Companies

BAT accused yet again of unfair practices in Kenya

Some of BAT products in Kenya. The company has been accused of using unjustified practices to dilute plans to limit sales of its products in Kenya. FILE PHOTO | NMG
Some of BAT products in Kenya. The company has been accused of using unjustified practices to dilute plans to limit sales of its products in Kenya. FILE PHOTO | NMG 

The UK-based company British American Tobacco (BAT) has again been accused of using unjustified practices to dilute plans to limit the sales of its products in Kenya.

For the second time in two years, an exposé in the newspaper, the Guardian, says that  BAT, along with other multinational tobacco firms “have threatened governments in at least eight countries in Africa demanding they axe or dilute the kind of protections that have saved millions of lives in the West.”

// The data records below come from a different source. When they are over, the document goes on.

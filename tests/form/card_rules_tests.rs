use formdeck::domain::{FieldKind, OptionsSource, QuestionType, default_category_names};
use formdeck::form::{
    CardEvent, CardId, CardState, ErrorSlot, MSG_CATEGORY_REQUIRED, MSG_OPTIONS_REQUIRED,
    OptionEdit, PanelVisibility, UploadEdit, parse_limit,
};
use indexmap::IndexMap;
use serde_json::Value;

fn ready_card(fields: &[(&str, &str)]) -> CardState {
    let fields: IndexMap<String, String> = fields
        .iter()
        .map(|(name, value)| (name.to_string(), value.to_string()))
        .collect();
    let mut card = CardState::from_fields(CardId(1), &fields, &default_category_names());
    card.init();
    card
}

fn expected_slot(question_type: Option<QuestionType>, source: OptionsSource) -> Option<FieldKind> {
    match (question_type, source) {
        (Some(QuestionType::MultipleChoice | QuestionType::CheckboxGroup), _) => {
            Some(FieldKind::Options)
        }
        (Some(QuestionType::List), OptionsSource::Manual) => Some(FieldKind::Options),
        (Some(QuestionType::List), OptionsSource::ExternalCatalog) => {
            Some(FieldKind::ExternalSource)
        }
        (Some(QuestionType::FileUpload), _) => Some(FieldKind::UploadConstraints),
        _ => None,
    }
}

#[test]
fn every_type_and_source_has_at_most_one_active_slot() {
    let types = std::iter::once(None).chain(QuestionType::ALL.into_iter().map(Some));
    for question_type in types {
        for source in OptionsSource::ALL {
            let wire_type = question_type.map_or("", QuestionType::wire_name);
            let card = ready_card(&[
                ("tipo", wire_type),
                ("rotulo", "Pergunta"),
                ("origem_opcoes", source.wire_name()),
            ]);
            let expected = expected_slot(question_type, source);
            let context = format!("{question_type:?} / {source:?}");

            assert_eq!(
                PanelVisibility::resolve(question_type, source).active_slot(),
                expected,
                "{context}"
            );
            let active: Vec<FieldKind> = card.active_fields().iter().copied().collect();
            assert_eq!(active, expected.into_iter().collect::<Vec<_>>(), "{context}");

            let emitted: Vec<String> = card
                .form_fields()
                .into_iter()
                .map(|(name, _)| name)
                .filter(|name| FieldKind::from_wire(name).is_some())
                .collect();
            assert_eq!(
                emitted,
                expected
                    .map(|kind| vec![kind.wire_name().to_string()])
                    .unwrap_or_default(),
                "{context}"
            );
        }
    }
}

#[test]
fn options_payload_is_stable_across_restoration() {
    let samples: &[&[&str]] = &[
        &["Sim", "Não"],
        &[" talvez ", "Sim", "Sim"],
        &["1", "dois", "três & quatro", "\"aspas\""],
        &["única"],
    ];
    for rows in samples {
        let mut card = ready_card(&[("tipo", "multipla"), ("rotulo", "Humor")]);
        let start = card.option_rows().len();
        for (offset, text) in rows.iter().enumerate() {
            card.handle(CardEvent::OptionEdited {
                edit: OptionEdit::Add,
            });
            card.handle(CardEvent::OptionEdited {
                edit: OptionEdit::Set {
                    index: start + offset,
                    text: text.to_string(),
                },
            });
        }
        card.sync_payloads();
        let first = card.slot_value(FieldKind::Options).to_string();

        let mut restored = ready_card(&[
            ("tipo", "multipla"),
            ("rotulo", "Humor"),
            ("opcoes_json", &first),
        ]);
        restored.sync_payloads();
        assert_eq!(restored.slot_value(FieldKind::Options), first, "{rows:?}");
    }
}

#[test]
fn upload_limits_never_serialize_below_one() {
    let inputs = [
        "", "0", "-3", "abc", "  12kb", "+4", "-0", "99999999999999999999", "1.5",
    ];
    for raw in inputs {
        assert!(parse_limit(raw, 1) >= 1, "{raw:?}");
        assert!(parse_limit(raw, 10) >= 1, "{raw:?}");

        let mut card = ready_card(&[("tipo", "arquivo"), ("rotulo", "Anexo")]);
        card.handle(CardEvent::UploadConfigChanged {
            edit: UploadEdit::MaxFiles { raw: raw.into() },
        });
        card.handle(CardEvent::UploadConfigChanged {
            edit: UploadEdit::MaxSizeMb { raw: raw.into() },
        });
        let payload: Value =
            serde_json::from_str(card.slot_value(FieldKind::UploadConstraints)).unwrap();
        assert!(payload["max_arquivos"].as_i64().unwrap() >= 1, "{raw:?}");
        assert!(payload["max_mb"].as_i64().unwrap() >= 1, "{raw:?}");
    }
}

#[test]
fn checkbox_group_drops_blank_rows() {
    let mut card = ready_card(&[("tipo", "checkbox"), ("rotulo", "Cores")]);
    let start = card.option_rows().len();
    for _ in 0..3 {
        card.handle(CardEvent::OptionEdited {
            edit: OptionEdit::Add,
        });
    }
    for (index, text) in [(start, "Red"), (start + 2, "Blue")] {
        card.handle(CardEvent::OptionEdited {
            edit: OptionEdit::Set {
                index,
                text: text.into(),
            },
        });
    }
    assert_eq!(card.slot_value(FieldKind::Options), r#"["Red","Blue"]"#);
    assert!(!card.has_problems());
}

#[test]
fn manual_list_without_options_is_flagged() {
    let mut card = ready_card(&[
        ("tipo", "lista"),
        ("rotulo", "Estado"),
        ("origem_opcoes", "manual"),
    ]);
    card.sync_payloads();
    assert_eq!(
        card.errors().get(ErrorSlot::Options),
        Some(MSG_OPTIONS_REQUIRED)
    );
    assert_eq!(card.slot_value(FieldKind::Options), "[]");
}

#[test]
fn restricted_upload_without_categories_still_serializes() {
    let mut card = ready_card(&[("tipo", "arquivo"), ("rotulo", "Anexo")]);
    card.handle(CardEvent::UploadConfigChanged {
        edit: UploadEdit::RestrictToggled { on: true },
    });
    assert_eq!(
        card.errors().get(ErrorSlot::UploadCategories),
        Some(MSG_CATEGORY_REQUIRED)
    );
    let payload: Value =
        serde_json::from_str(card.slot_value(FieldKind::UploadConstraints)).unwrap();
    assert_eq!(payload["tipos_livres"], false);
    assert_eq!(payload["categorias"], Value::Array(Vec::new()));
}

#[test]
fn external_list_reports_missing_cascade_parts() {
    let card = ready_card(&[
        ("tipo", "lista"),
        ("rotulo", "Cliente"),
        ("origem_opcoes", "sqlhub"),
        (
            "sqlhub_json",
            r#"{"connection_id":1,"query_id":null,"value_field":null,"label_field":null}"#,
        ),
    ]);
    assert_eq!(
        card.errors().get(ErrorSlot::ExternalSource),
        Some("Missing: Query, Value field, Label field")
    );
}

According to the report, BAT, one of the world’s leading cigarette manufacturers, is using the courts “to try to block the Kenyan and Ugandan governments’ attempts to bring in regulations to limit the harm caused by smoking.”

With sales in Europe and the US plummeting, the companies are looking to Africa, which has a fast-growing young and increasingly prosperous population to boost sales.

The Guardian claims that in one of the undisclosed court document in Kenya, which it has seen, BAT’s lawyers are demanding the country’s High Court “quash in its entirety” a package of anti-smoking regulations and what it calls a “capricious” tax plan.

The case is now before the Supreme Court after BAT Kenya lost in the High Court and the Appeal Court.

In neighbouring Uganda, BAT has claimed that Kampala’s Tobacco Control Act is “inconsistent with and in contravention of the Constitution”. The report also claims that the company is targeting children in its attempts to gain new sales, a claim BAT strongly denies.

The Guardian report follows a BBC investigation in November 2015, which claimed that BAT illegally paid politicians and civil servants in countries in East Africa to boost sales. The payments were revealed when a whistleblower shared hundreds of secret documents.

At the time, BAT told the BBC: “The truth is that we do not and will not tolerate corruption, no matter where it takes place.”

BAT Kenya has approximately 450 full-time employees in Kenya.  On its website it says that its operations have “always been guided by the highest standards of excellence.”

Delaying regulations

The Guardian says that in Kenya, BAT has succeeded in delaying regulations to restrict the promotion and sale of cigarettes for 15 years.

Professor Peter Odhiambo, a former heart surgeon who is the head of the government’s Tobacco Control Board in Kenya, told the Guardian: “BAT has done as much as they can to block us.”

Health experts say that smoking still kills more than seven million people globally every year and there are an estimated 77 million smokers in Africa.

The Guardian pointed out that later this month, BAT is expected to become the world’s biggest listed tobacco firm as it completes its acquisition of the large US tobacco company Reynolds in a $4 9billion deal, “and there are fears over the extent to which big tobacco can financially outmuscle health ministries in poorer nations”.

BAT is market leader in over 55 countries and in 2016 the Group generated reported revenue of £14.75 billion and adjusted profit of £5.48 billion.